Take the entries below and print only the lines from the one with "let capture = CaptureController::new(&state.memory);" through the one with "to store copied", exactly as they stand, both ends included.

● **Stored data**:
● ● ●

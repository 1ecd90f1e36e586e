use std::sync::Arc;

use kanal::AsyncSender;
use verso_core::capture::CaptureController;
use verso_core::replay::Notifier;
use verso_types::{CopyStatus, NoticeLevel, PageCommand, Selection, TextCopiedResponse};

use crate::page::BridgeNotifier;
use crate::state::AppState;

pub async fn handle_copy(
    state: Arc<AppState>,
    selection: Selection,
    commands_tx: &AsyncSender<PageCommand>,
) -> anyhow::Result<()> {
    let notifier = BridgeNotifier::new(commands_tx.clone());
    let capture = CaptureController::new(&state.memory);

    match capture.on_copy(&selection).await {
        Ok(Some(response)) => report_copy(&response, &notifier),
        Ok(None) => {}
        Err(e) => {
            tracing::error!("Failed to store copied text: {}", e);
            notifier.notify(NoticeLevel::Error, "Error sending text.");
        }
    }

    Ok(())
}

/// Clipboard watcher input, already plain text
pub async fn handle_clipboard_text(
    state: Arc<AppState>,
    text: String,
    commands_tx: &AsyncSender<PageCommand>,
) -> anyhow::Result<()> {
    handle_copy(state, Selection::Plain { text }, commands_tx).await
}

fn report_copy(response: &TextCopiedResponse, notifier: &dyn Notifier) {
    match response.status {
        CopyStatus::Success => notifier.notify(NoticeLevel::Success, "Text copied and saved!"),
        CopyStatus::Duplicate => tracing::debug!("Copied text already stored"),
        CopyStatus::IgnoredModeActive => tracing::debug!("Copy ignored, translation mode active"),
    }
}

● ● ●

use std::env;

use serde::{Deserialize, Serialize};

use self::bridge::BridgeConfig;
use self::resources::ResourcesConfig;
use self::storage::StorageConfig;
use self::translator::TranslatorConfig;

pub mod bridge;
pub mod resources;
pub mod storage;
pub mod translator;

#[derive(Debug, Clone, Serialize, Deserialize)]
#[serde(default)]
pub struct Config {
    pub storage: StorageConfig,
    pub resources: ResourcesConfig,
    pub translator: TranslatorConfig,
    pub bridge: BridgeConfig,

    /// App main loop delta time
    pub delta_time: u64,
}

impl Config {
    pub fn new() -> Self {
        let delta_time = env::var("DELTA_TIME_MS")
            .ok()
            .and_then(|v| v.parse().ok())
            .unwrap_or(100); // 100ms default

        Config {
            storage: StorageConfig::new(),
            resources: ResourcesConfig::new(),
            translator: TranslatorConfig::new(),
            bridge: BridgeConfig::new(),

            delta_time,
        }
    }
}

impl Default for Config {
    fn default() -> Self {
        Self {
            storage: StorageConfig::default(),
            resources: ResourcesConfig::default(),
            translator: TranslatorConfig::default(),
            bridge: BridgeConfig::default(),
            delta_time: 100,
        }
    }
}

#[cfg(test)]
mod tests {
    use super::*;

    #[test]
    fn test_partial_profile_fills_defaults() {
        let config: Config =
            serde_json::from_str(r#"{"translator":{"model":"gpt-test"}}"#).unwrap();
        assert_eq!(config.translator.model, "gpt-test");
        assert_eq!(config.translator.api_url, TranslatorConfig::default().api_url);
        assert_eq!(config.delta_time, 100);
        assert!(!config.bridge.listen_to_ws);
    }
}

● ● ●

● **ANSWER TO THE PROBLEM**:
    let capture = CaptureController::new(&state.memory);

    match capture.on_copy(&selection).await {
        Ok(Some(response)) => report_copy(&response, &notifier),
        Ok(None) => {}
        Err(e) => {
            tracing::error!("Failed to store copied text: {}", e);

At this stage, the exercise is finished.